───── PROVIDED DATA

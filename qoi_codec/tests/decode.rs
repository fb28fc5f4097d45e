use qoi_codec::{decode, decode_image, DecodeOptions, Error, Pixel};

fn stream(width: u32, height: u32, ops: &[u8]) -> Vec<u8> {
  let mut bytes = b"qoif".to_vec();
  bytes.extend_from_slice(&width.to_be_bytes());
  bytes.extend_from_slice(&height.to_be_bytes());
  bytes.extend_from_slice(&[4, 0]);
  bytes.extend_from_slice(ops);
  bytes.extend_from_slice(&[0, 0, 0, 0, 0, 0, 0, 1]);
  bytes
}

#[test]
fn test_decoding_blank_image() {
  let image = decode(&stream(0, 0, &[])).expect("Failed to decode image");

  assert_eq!(image.width(), 0);
  assert_eq!(image.height(), 0);
  assert!(image.pixels().is_empty());
}

#[test]
fn test_decoding_two_identical_pixels() {
  let image = decode(&stream(1, 2, &[0x80 | 42, 0x88, 0xc0])).expect("Failed to decode image");

  assert_eq!(image.pixels(), &[Pixel::new(10, 10, 10, 255); 2]);
}

#[test]
fn test_decoding_every_op() {
  let source = stream(9, 1, &[
    0xfe, 100, 100, 100,      // Rgb
    0x40 | 3 << 4 | 1 << 2 | 2, // Diff(1, -1, 0)
    0x80 | 37, 13 << 4 | 1,   // Luma(5, 5, -7)
    0xc0 | 1,                 // Run(2)
    0xff, 1, 2, 3, 4,         // Rgba
    17,                       // Index of (100, 100, 100, 255)
    0xc0,                     // Run(1)
    0x40 | 2 << 4 | 2 << 2 | 2, // Diff(0, 0, 0)
  ]);

  let image = decode(&source).expect("Failed to decode image");

  assert_eq!(
    image.pixels(),
    &[
      Pixel::new(100, 100, 100, 255),
      Pixel::new(101, 99, 100, 255),
      Pixel::new(111, 104, 98, 255),
      Pixel::new(111, 104, 98, 255),
      Pixel::new(111, 104, 98, 255),
      Pixel::new(1, 2, 3, 4),
      Pixel::new(100, 100, 100, 255),
      Pixel::new(100, 100, 100, 255),
      Pixel::new(100, 100, 100, 255),
    ]
  );
}

#[test]
fn test_decoding_fills_last_pixel_from_run() {
  let image = decode(&stream(63, 1, &[0xc0 | 61, 0xc0])).expect("Failed to decode image");

  assert_eq!(image.pixels().len(), 63);
  assert!(image.pixels().iter().all(|pixel| *pixel == Pixel::new(0, 0, 0, 255)));
}

#[test]
fn test_decoding_wraps_around() {
  // Diff(-2, -2, -2) from the implicit (0, 0, 0, 255).
  let image = decode(&stream(1, 1, &[0x40])).expect("Failed to decode image");

  assert_eq!(image.pixels(), &[Pixel::new(254, 254, 254, 255)]);
}

#[test]
fn test_decoding_incomplete_image() {
  let mut source = stream(2, 1, &[0xfe, 1, 2, 3, 0xfe, 4]);
  source.truncate(14 + 6);

  assert_eq!(decode(&source), Err(Error::UnexpectedEof));
}

#[test]
fn test_decoding_missing_pixels() {
  let mut source = stream(3, 1, &[0xfe, 1, 2, 3]);
  source.truncate(14 + 4);

  assert_eq!(decode(&source), Err(Error::UnexpectedEof));
}

#[test]
fn test_decoding_bad_magic() {
  let mut source = stream(1, 1, &[0xc0]);
  source[0] = b'p';

  assert_eq!(decode(&source), Err(Error::InvalidHeader));
}

#[test]
fn test_decoding_beyond_limits() {
  let source = stream(100, 2, &[]);
  let options = DecodeOptions::default().set_max_width(64);

  assert_eq!(
    decode_image(source.as_slice(), &options),
    Err(Error::LimitExceeded { width: 100, height: 2, max_width: 64, max_height: 16384 })
  );
}

#[test]
fn test_decoding_huge_header_does_not_allocate_upfront() {
  let source = stream(u32::MAX, u32::MAX, &[0xfe, 1, 2, 3]);
  let options = DecodeOptions::default()
    .set_max_width(u32::MAX)
    .set_max_height(u32::MAX);

  assert!(decode_image(source.as_slice(), &options).is_err());
}

#[test]
fn test_strict_decoding_checks_end_marker() {
  let strict = DecodeOptions::default().set_strict(true);
  let source = stream(1, 1, &[0xc0]);

  assert!(decode_image(source.as_slice(), &strict).is_ok());

  let mut corrupt = source.clone();
  let last = corrupt.len() - 1;
  corrupt[last] = 2;

  assert_eq!(decode_image(corrupt.as_slice(), &strict), Err(Error::InvalidTrailer));
  assert!(decode(&corrupt).is_ok());

  let missing = &source[..source.len() - 8];

  assert_eq!(decode_image(missing, &strict), Err(Error::InvalidTrailer));
  assert!(decode(missing).is_ok());
}

#[test]
fn test_decoding_ignores_header_metadata() {
  let mut source = stream(1, 1, &[0xc0]);
  source[12] = 9;
  source[13] = 200;

  assert_eq!(decode(&source).expect("Failed to decode image").pixels(), &[Pixel::new(0, 0, 0, 255)]);
}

──────────

● **PROMPT**: For each record above, print an exact copy.

● **REPLY**:
filename qoi_codec/tests/decode.rs
repository fb28fc5f4097d45e
use qoi_codec::{decode, decode_image, DecodeOptions, Error, Pixel};

fn stream(width: u32, height: u32, ops: &[u8]) -> Vec<u8> {
  let mut bytes = b"qoif".to_vec();
  bytes.extend_from_slice(&width.to_be_bytes());
  bytes.extend_from_slice(&height.to_be_bytes());
  bytes.extend_from_slice(&[4, 0]);
  bytes.extend_from_slice(ops);
  bytes.extend_from_slice(&[0, 0, 0, 0, 0, 0, 0, 1]);
  bytes
}

#[test]
fn test_decoding_blank_image() {
  let image = decode(&stream(0, 0, &[])).expect("Failed to decode image");

  assert_eq!(image.width(), 0);
  assert_eq!(image.height(), 0);
  assert!(image.pixels().is_empty());
}

#[test]
fn test_decoding_two_identical_pixels() {
  let image = decode(&stream(1, 2, &[0x80 | 42, 0x88, 0xc0])).expect("Failed to decode image");

  assert_eq!(image.pixels(), &[Pixel::new(10, 10, 10, 255); 2]);
}

#[test]
fn test_decoding_every_op() {
  let source = stream(9, 1, &[
    0xfe, 100, 100, 100,      // Rgb
    0x40 | 3 << 4 | 1 << 2 | 2, // Diff(1, -1, 0)
    0x80 | 37, 13 << 4 | 1,   // Luma(5, 5, -7)
    0xc0 | 1,                 // Run(2)
    0xff, 1, 2, 3, 4,         // Rgba
    17,                       // Index of (100, 100, 100, 255)
    0xc0,                     // Run(1)
    0x40 | 2 << 4 | 2 << 2 | 2, // Diff(0, 0, 0)
  ]);

  let image = decode(&source).expect("Failed to decode image");

  assert_eq!(
    image.pixels(),
    &[
      Pixel::new(100, 100, 100, 255),
      Pixel::new(101, 99, 100, 255),
      Pixel::new(111, 104, 98, 255),
      Pixel::new(111, 104, 98, 255),
      Pixel::new(111, 104, 98, 255),
      Pixel::new(1, 2, 3, 4),
      Pixel::new(100, 100, 100, 255),
      Pixel::new(100, 100, 100, 255),
      Pixel::new(100, 100, 100, 255),
    ]
  );
}

#[test]
fn test_decoding_fills_last_pixel_from_run() {
  let image = decode(&stream(63, 1, &[0xc0 | 61, 0xc0])).expect("Failed to decode image");

  assert_eq!(image.pixels().len(), 63);
  assert!(image.pixels().iter().all(|pixel| *pixel == Pixel::new(0, 0, 0, 255)));
}

#[test]
fn test_decoding_wraps_around() {
  // Diff(-2, -2, -2) from the implicit (0, 0, 0, 255).
  let image = decode(&stream(1, 1, &[0x40])).expect("Failed to decode image");

  assert_eq!(image.pixels(), &[Pixel::new(254, 254, 254, 255)]);
}

#[test]
fn test_decoding_incomplete_image() {
  let mut source = stream(2, 1, &[0xfe, 1, 2, 3, 0xfe, 4]);
  source.truncate(14 + 6);

  assert_eq!(decode(&source), Err(Error::UnexpectedEof));
}

#[test]
fn test_decoding_missing_pixels() {
  let mut source = stream(3, 1, &[0xfe, 1, 2, 3]);
  source.truncate(14 + 4);

  assert_eq!(decode(&source), Err(Error::UnexpectedEof));
}

#[test]
fn test_decoding_bad_magic() {
  let mut source = stream(1, 1, &[0xc0]);
  source[0] = b'p';

  assert_eq!(decode(&source), Err(Error::InvalidHeader));
}

#[test]
fn test_decoding_beyond_limits() {
  let source = stream(100, 2, &[]);
  let options = DecodeOptions::default().set_max_width(64);

  assert_eq!(
    decode_image(source.as_slice(), &options),
    Err(Error::LimitExceeded { width: 100, height: 2, max_width: 64, max_height: 16384 })
  );
}

#[test]
fn test_decoding_huge_header_does_not_allocate_upfront() {
  let source = stream(u32::MAX, u32::MAX, &[0xfe, 1, 2, 3]);
  let options = DecodeOptions::default()
    .set_max_width(u32::MAX)
    .set_max_height(u32::MAX);

  assert!(decode_image(source.as_slice(), &options).is_err());
}

#[test]
fn test_strict_decoding_checks_end_marker() {
  let strict = DecodeOptions::default().set_strict(true);
  let source = stream(1, 1, &[0xc0]);

  assert!(decode_image(source.as_slice(), &strict).is_ok());

  let mut corrupt = source.clone();
  let last = corrupt.len() - 1;
  corrupt[last] = 2;

  assert_eq!(decode_image(corrupt.as_slice(), &strict), Err(Error::InvalidTrailer));
  assert!(decode(&corrupt).is_ok());

  let missing = &source[..source.len() - 8];

  assert_eq!(decode_image(missing, &strict), Err(Error::InvalidTrailer));
  assert!(decode(missing).is_ok());
}

#[test]
fn test_decoding_ignores_header_metadata() {
  let mut source = stream(1, 1, &[0xc0]);
  source[12] = 9;
  source[13] = 200;

  assert_eq!(decode(&source).expect("Failed to decode image").pixels(), &[Pixel::new(0, 0, 0, 255)]);
}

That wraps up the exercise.